**MATERIAL SUPPLIED:**

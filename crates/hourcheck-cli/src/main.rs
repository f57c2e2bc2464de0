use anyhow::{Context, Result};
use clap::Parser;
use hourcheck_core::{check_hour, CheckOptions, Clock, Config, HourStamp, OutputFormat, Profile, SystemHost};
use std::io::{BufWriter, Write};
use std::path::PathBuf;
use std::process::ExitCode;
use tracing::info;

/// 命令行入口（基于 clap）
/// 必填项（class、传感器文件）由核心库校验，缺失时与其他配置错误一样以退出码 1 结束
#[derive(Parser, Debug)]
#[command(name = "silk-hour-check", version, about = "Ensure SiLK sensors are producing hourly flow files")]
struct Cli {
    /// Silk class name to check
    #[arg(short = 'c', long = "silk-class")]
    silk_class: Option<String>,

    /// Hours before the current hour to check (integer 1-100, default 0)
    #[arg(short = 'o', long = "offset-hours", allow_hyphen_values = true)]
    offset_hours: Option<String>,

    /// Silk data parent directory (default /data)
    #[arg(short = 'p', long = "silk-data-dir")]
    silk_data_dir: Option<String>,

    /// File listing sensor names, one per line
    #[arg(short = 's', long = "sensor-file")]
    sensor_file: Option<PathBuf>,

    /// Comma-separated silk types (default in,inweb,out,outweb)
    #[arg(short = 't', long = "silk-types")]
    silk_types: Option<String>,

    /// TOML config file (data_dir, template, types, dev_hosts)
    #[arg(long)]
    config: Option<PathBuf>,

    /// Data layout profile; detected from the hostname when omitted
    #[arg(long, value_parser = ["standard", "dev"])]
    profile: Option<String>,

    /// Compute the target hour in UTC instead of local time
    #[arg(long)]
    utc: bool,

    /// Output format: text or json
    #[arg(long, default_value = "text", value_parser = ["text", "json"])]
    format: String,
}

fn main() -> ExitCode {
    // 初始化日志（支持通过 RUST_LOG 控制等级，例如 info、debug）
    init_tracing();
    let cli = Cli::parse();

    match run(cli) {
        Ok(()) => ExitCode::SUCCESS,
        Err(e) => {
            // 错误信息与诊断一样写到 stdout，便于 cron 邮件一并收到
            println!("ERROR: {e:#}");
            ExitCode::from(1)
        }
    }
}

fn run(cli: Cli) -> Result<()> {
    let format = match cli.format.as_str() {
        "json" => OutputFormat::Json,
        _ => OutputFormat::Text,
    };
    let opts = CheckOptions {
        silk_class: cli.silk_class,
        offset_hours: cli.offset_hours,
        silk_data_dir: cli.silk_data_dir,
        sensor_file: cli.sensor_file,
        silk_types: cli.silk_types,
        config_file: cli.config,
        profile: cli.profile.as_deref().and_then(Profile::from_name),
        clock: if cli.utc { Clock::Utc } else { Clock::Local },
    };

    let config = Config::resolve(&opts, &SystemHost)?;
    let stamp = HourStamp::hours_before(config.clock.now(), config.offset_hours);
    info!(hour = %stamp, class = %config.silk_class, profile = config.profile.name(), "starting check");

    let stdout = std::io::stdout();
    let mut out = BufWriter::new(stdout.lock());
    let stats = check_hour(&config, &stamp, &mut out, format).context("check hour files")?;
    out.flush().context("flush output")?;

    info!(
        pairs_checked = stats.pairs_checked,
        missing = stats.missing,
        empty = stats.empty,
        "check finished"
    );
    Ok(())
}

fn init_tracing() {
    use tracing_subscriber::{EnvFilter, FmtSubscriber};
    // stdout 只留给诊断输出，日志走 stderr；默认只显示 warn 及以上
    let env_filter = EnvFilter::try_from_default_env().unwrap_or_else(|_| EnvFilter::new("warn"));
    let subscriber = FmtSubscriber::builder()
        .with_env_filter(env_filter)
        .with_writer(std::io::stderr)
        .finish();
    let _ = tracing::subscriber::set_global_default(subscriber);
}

**EXERCISE REQUIREMENTS:**
Beginning with the first line of the listing above, print each line exactly until you have printed the line that contains "#[derive(Parser, Debug)]".

**RESULT:**
filename crates/hourcheck-cli/src/main.rs
repository f57c2e2bc2464de0
use anyhow::{Context, Result};
use clap::Parser;
use hourcheck_core::{check_hour, CheckOptions, Clock, Config, HourStamp, OutputFormat, Profile, SystemHost};
use std::io::{BufWriter, Write};
use std::path::PathBuf;
use std::process::ExitCode;
use tracing::info;

/// 命令行入口（基于 clap）
/// 必填项（class、传感器文件）由核心库校验，缺失时与其他配置错误一样以退出码 1 结束
#[derive(Parser, Debug)]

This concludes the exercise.